▶ EXERCISE OBJECTIVE
Scan the records for the word "NoCommands". Return each line where it is found.

▶ TASK INPUT
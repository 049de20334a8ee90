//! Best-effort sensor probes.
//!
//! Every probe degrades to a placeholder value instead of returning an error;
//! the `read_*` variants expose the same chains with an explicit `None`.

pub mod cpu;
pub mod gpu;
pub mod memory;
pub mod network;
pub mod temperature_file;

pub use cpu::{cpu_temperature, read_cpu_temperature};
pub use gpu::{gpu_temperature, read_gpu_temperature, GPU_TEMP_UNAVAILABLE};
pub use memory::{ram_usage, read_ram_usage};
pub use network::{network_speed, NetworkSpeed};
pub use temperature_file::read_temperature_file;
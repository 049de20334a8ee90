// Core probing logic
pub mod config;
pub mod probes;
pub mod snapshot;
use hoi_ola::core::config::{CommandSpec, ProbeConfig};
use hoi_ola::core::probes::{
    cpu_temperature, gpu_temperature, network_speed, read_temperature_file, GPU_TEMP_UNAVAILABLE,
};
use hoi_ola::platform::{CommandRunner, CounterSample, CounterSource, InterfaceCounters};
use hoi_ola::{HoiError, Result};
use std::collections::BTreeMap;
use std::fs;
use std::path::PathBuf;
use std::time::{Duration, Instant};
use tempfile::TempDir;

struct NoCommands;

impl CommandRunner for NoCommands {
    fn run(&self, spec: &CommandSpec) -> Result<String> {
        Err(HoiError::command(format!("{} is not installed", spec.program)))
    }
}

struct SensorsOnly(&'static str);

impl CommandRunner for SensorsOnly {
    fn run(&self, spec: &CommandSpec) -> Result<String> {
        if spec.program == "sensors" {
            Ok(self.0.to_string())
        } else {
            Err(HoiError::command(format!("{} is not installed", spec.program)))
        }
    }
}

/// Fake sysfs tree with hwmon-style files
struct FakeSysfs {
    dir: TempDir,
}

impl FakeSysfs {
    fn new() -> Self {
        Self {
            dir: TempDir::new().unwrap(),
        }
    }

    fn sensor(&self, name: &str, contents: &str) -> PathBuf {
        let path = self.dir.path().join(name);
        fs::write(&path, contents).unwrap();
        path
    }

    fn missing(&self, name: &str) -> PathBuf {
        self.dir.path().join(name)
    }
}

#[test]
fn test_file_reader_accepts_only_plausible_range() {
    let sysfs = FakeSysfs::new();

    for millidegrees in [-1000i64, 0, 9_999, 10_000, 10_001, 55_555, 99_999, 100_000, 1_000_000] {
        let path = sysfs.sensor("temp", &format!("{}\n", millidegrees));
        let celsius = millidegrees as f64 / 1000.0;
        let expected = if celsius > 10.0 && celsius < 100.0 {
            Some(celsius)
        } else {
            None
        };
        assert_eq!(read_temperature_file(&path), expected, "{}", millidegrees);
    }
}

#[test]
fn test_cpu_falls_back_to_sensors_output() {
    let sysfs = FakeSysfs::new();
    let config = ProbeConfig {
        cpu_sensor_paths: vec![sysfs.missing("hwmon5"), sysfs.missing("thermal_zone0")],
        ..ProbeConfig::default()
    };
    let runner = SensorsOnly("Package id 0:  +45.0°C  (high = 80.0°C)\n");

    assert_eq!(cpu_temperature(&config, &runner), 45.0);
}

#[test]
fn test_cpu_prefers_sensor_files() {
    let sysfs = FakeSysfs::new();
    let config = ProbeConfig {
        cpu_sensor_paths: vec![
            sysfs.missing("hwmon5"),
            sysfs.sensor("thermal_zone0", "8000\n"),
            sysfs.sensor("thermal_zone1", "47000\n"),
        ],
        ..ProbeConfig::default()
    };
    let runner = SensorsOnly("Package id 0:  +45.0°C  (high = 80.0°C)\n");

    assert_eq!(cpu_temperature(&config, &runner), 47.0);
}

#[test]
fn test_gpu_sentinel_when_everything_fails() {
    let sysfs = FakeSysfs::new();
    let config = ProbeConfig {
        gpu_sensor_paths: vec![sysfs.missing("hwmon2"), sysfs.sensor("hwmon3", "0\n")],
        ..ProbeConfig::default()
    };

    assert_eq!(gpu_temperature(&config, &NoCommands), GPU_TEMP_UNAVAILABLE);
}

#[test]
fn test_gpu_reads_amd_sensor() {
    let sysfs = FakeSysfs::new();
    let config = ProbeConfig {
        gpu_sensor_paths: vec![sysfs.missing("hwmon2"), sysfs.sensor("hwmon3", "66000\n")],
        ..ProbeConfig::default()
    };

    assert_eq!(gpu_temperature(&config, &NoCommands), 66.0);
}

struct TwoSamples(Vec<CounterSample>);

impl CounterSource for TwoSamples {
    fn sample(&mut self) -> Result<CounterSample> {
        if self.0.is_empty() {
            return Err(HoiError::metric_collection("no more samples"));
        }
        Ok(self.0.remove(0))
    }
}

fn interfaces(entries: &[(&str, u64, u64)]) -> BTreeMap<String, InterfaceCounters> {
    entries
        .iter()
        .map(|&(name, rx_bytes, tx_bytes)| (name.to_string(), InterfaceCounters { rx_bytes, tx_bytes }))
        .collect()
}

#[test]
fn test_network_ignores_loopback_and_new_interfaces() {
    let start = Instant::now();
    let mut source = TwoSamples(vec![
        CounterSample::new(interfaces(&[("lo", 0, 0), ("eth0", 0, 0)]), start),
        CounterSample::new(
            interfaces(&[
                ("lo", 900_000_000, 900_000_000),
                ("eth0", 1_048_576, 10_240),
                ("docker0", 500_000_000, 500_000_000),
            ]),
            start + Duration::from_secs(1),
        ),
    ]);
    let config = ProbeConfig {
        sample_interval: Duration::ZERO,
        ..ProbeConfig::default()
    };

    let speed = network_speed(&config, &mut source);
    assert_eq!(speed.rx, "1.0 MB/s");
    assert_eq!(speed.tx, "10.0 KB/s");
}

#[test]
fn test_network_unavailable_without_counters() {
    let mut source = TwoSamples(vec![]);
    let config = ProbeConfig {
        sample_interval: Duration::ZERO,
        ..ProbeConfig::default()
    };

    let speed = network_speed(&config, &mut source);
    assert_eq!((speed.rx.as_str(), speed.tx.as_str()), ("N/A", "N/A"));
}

▶ OUTPUT FOR THIS EXERCISE
struct NoCommands;
impl CommandRunner for NoCommands {
    assert_eq!(gpu_temperature(&config, &NoCommands), GPU_TEMP_UNAVAILABLE);
    assert_eq!(gpu_temperature(&config, &NoCommands), 66.0);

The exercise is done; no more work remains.